Das ansonsten so brisante Duell zwischen Alt Duvenstedt und Schülp/Westerrönfeld/Rendsburg ist ein Spiel ohne Wert.

Die Fans hatten sich beim Blick auf den letzten Spieltag wahrscheinlich mehr versprochen. Was hätte das Derby zwischen dem TSV Alt Duvenstedt und der HSG Schülp/Westerrönfeld/Rendsburg nicht alles sein können? Vielleicht sogar ein Endspiel um den Klassenerhalt in der Handball-Oberliga der Männer. So aber wird es ein eher trauriges Aufeinandertreffen, wenn am Sonnabend um 17 Uhr der Anpfiff in der Alt Duvenstedter Halle ertönt. Beide Mannschaften stehen bereits als Absteiger in die SH-Liga fest. „Trotzdem wollen wir das Derby unbedingt gewinnen, um uns auf die neue Saison einzustimmen“, schildert TSV-Trainer Thomas Carstensen die Ausgangslage im Alt Duvenstedter Lager. Seine Mannschaft habe in der vergangenen Woche gut trainiert und sei in kein mentales Loch gefallen – unabhängig davon, wie viele Spieler überhaupt noch zur Verfügung stehen. Denn nun sind auch noch Sascha Schwarz und Tobias Müller angeschlagen. Fitter denn je präsentiert sich dagegen Linksaußen Tim Dau. Der 20-fache Torschütze vom vergangenen Wochenende wird dem TSV in der kommenden Saison definitiv erhalten bleiben. Ein Fingerzeig für eine erfolgversprechende Zukunft.
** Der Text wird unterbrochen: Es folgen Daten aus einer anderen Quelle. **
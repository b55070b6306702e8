//! HTTP front door: the HDHomeRun-compatible surface Plex talks to.

pub mod api;
pub mod state;

use std::net::SocketAddr;
use std::sync::Arc;

use axum::{
    extract::Request,
    middleware::{self, Next},
    response::Response,
    routing::get,
    Router,
};
use log::info;
use tower_http::cors::CorsLayer;

use state::GatewayState;

/// Build the gateway router. Separate from serving so tests can drive it
/// directly.
pub fn build_router(state: Arc<GatewayState>) -> Router {
    Router::new()
        .route("/discover.json", get(api::discover))
        .route("/lineup.json", get(api::lineup))
        .route("/lineup_status.json", get(api::lineup_status))
        .route("/channel/:id", get(api::channel))
        .route("/guide.xml", get(api::guide))
        .with_state(state)
        .layer(middleware::from_fn(log_requests))
        .layer(CorsLayer::permissive())
}

/// Log every request except the ones Plex polls constantly.
async fn log_requests(request: Request, next: Next) -> Response {
    let path = request.uri().path().to_string();
    let noisy = path == "/discover.json" || path == "/lineup_status.json";
    if !noisy {
        info!("{} {}", request.method(), path);
    }
    next.run(request).await
}

/// Bind and serve the gateway until the process exits.
pub async fn start_web_server(
    listen_addr: SocketAddr,
    state: Arc<GatewayState>,
) -> Result<(), Box<dyn std::error::Error>> {
    let app = build_router(state);

    let listener = tokio::net::TcpListener::bind(listen_addr).await?;
    info!("Gateway listening on http://{}", listen_addr);

    axum::serve(listener, app).await?;

    Ok(())
}

#[cfg(test)]
mod tests {
    use std::collections::HashMap;

    use axum::body::Body;
    use axum::http::{Request, StatusCode};
    use http_body_util::BodyExt;
    use tower::ServiceExt;

    use super::*;
    use crate::device::{DeviceClient, DeviceConfig};
    use crate::directory::{ChannelDescriptor, ChannelDirectory, SourceKind};
    use crate::session::{SessionConfig, SessionManager};
    use crate::tuner::TunerPool;
    use crate::web::state::DeviceIdentity;

    fn test_state(capacity: u32) -> Arc<GatewayState> {
        let device = Arc::new(
            DeviceClient::new(DeviceConfig {
                base_url: "http://127.0.0.1:1".to_string(),
                token: "test-token".to_string(),
                request_timeout: std::time::Duration::from_millis(200),
            })
            .unwrap(),
        );
        Arc::new(GatewayState {
            directory: Arc::new(ChannelDirectory::new()),
            tuner_pool: Arc::new(TunerPool::new(capacity)),
            sessions: Arc::new(SessionManager::new(SessionConfig::default(), device)),
            identity: DeviceIdentity {
                friendly_name: "Tablo Proxy".to_string(),
                device_id: "12care11".to_string(),
                base_url: "http://192.168.1.50:8080".to_string(),
            },
            guide_path: None,
        })
    }

    async fn body_json(response: Response) -> serde_json::Value {
        let bytes = response.into_body().collect().await.unwrap().to_bytes();
        serde_json::from_slice(&bytes).unwrap()
    }

    #[tokio::test]
    async fn discover_reports_identity_and_tuner_count() {
        let state = test_state(4);
        let app = build_router(state);

        let response = app
            .oneshot(Request::get("/discover.json").body(Body::empty()).unwrap())
            .await
            .unwrap();
        assert_eq!(response.status(), StatusCode::OK);

        let json = body_json(response).await;
        assert_eq!(json["TunerCount"], 4);
        assert_eq!(json["DeviceID"], "12care11");
        assert_eq!(json["BaseURL"], "http://192.168.1.50:8080");
        assert_eq!(json["LineupURL"], "http://192.168.1.50:8080/lineup.json");
    }

    #[tokio::test]
    async fn lineup_reflects_the_directory_snapshot() {
        let state = test_state(2);

        let mut channels = HashMap::new();
        channels.insert(
            "ch-9".to_string(),
            ChannelDescriptor {
                id: "ch-9".to_string(),
                display_number: "9.1".to_string(),
                display_name: "Nine".to_string(),
                source: SourceKind::DeviceHosted,
                locator: "ch-9".to_string(),
            },
        );
        channels.insert(
            "ch-2".to_string(),
            ChannelDescriptor {
                id: "ch-2".to_string(),
                display_number: "2.1".to_string(),
                display_name: "Two".to_string(),
                source: SourceKind::DirectUrl,
                locator: "http://upstream/2.m3u8".to_string(),
            },
        );
        state.directory.replace(channels).await;

        let app = build_router(state);
        let response = app
            .oneshot(Request::get("/lineup.json").body(Body::empty()).unwrap())
            .await
            .unwrap();
        assert_eq!(response.status(), StatusCode::OK);

        let json = body_json(response).await;
        let lineup = json.as_array().unwrap();
        assert_eq!(lineup.len(), 2);
        assert_eq!(lineup[0]["GuideNumber"], "2.1");
        assert_eq!(lineup[1]["GuideName"], "Nine");
        assert_eq!(
            lineup[0]["URL"],
            "http://192.168.1.50:8080/channel/ch-2"
        );
    }

    #[tokio::test]
    async fn lineup_orders_guide_numbers_numerically() {
        let state = test_state(2);

        let mut channels = HashMap::new();
        for number in ["10.1", "2.10", "2.1", "2.2"] {
            let id = format!("ch-{}", number);
            channels.insert(
                id.clone(),
                ChannelDescriptor {
                    id: id.clone(),
                    display_number: number.to_string(),
                    display_name: format!("Channel {}", number),
                    source: SourceKind::DeviceHosted,
                    locator: id,
                },
            );
        }
        state.directory.replace(channels).await;

        let app = build_router(state);
        let response = app
            .oneshot(Request::get("/lineup.json").body(Body::empty()).unwrap())
            .await
            .unwrap();

        let json = body_json(response).await;
        let numbers: Vec<&str> = json
            .as_array()
            .unwrap()
            .iter()
            .map(|e| e["GuideNumber"].as_str().unwrap())
            .collect();
        assert_eq!(numbers, ["2.1", "2.2", "2.10", "10.1"]);
    }

    #[tokio::test]
    async fn lineup_status_never_reports_a_scan() {
        let app = build_router(test_state(2));

        let response = app
            .oneshot(
                Request::get("/lineup_status.json")
                    .body(Body::empty())
                    .unwrap(),
            )
            .await
            .unwrap();
        assert_eq!(response.status(), StatusCode::OK);

        let json = body_json(response).await;
        assert_eq!(json["ScanInProgress"], 0);
        assert_eq!(json["ScanPossible"], 1);
    }

    #[tokio::test]
    async fn unknown_channel_is_not_found() {
        let app = build_router(test_state(2));

        let response = app
            .oneshot(
                Request::get("/channel/no-such-channel")
                    .body(Body::empty())
                    .unwrap(),
            )
            .await
            .unwrap();
        assert_eq!(response.status(), StatusCode::NOT_FOUND);
    }

    #[tokio::test]
    async fn exhausted_pool_turns_requests_away() {
        let state = test_state(0);

        let mut channels = HashMap::new();
        channels.insert(
            "ch-1".to_string(),
            ChannelDescriptor {
                id: "ch-1".to_string(),
                display_number: "1.1".to_string(),
                display_name: "One".to_string(),
                source: SourceKind::DirectUrl,
                locator: "http://upstream/1.m3u8".to_string(),
            },
        );
        state.directory.replace(channels).await;

        let app = build_router(Arc::clone(&state));
        let response = app
            .oneshot(Request::get("/channel/ch-1").body(Body::empty()).unwrap())
            .await
            .unwrap();
        assert_eq!(response.status(), StatusCode::SERVICE_UNAVAILABLE);
        assert_eq!(state.tuner_pool.in_use(), 0);
    }

    #[tokio::test]
    async fn failed_session_start_returns_the_slot() {
        let state = test_state(1);

        // Device-hosted source against an unreachable receiver: admission
        // succeeds, resolution fails, and the lease must come back.
        let mut channels = HashMap::new();
        channels.insert(
            "ch-1".to_string(),
            ChannelDescriptor {
                id: "ch-1".to_string(),
                display_number: "1.1".to_string(),
                display_name: "One".to_string(),
                source: SourceKind::DeviceHosted,
                locator: "ch-1".to_string(),
            },
        );
        state.directory.replace(channels).await;

        let app = build_router(Arc::clone(&state));
        let response = app
            .oneshot(Request::get("/channel/ch-1").body(Body::empty()).unwrap())
            .await
            .unwrap();
        assert_eq!(response.status(), StatusCode::BAD_GATEWAY);
        assert_eq!(state.tuner_pool.in_use(), 0);
    }

    #[tokio::test]
    async fn guide_without_a_cache_is_not_found() {
        let app = build_router(test_state(2));

        let response = app
            .oneshot(Request::get("/guide.xml").body(Body::empty()).unwrap())
            .await
            .unwrap();
        assert_eq!(response.status(), StatusCode::NOT_FOUND);
    }
}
Bei der HSG Schülp/Westerrönfeld bläst man ebenfalls kein Trübsal mehr. Die erste Niedergeschlagenheit ist verflogen. „Wir werden uns jetzt nicht hängen lassen. Ein Derby ist immer auch prestigeträchtig. Wir wollen nochmal eine gute Leistung abliefern“, sagt HSG-Coach Detlef Horst. Für zwei altgediente Westerrönfelder ist es das letzte Spiel im Trikot der 1. Männer. Kapitän Ronny Hohnsbehn und Urgestein Dennis Schrader haben ihren Abschied angekündigt. So oder so wird es eine emotionale Angelegenheit.

Beide Trainer haben ihren Teams nach dem letzten Abpfiff der Saison eine mindestens vierwöchige Handball-Pause verordnet. Erst danach beginnt das Projekt Wiederaufstieg.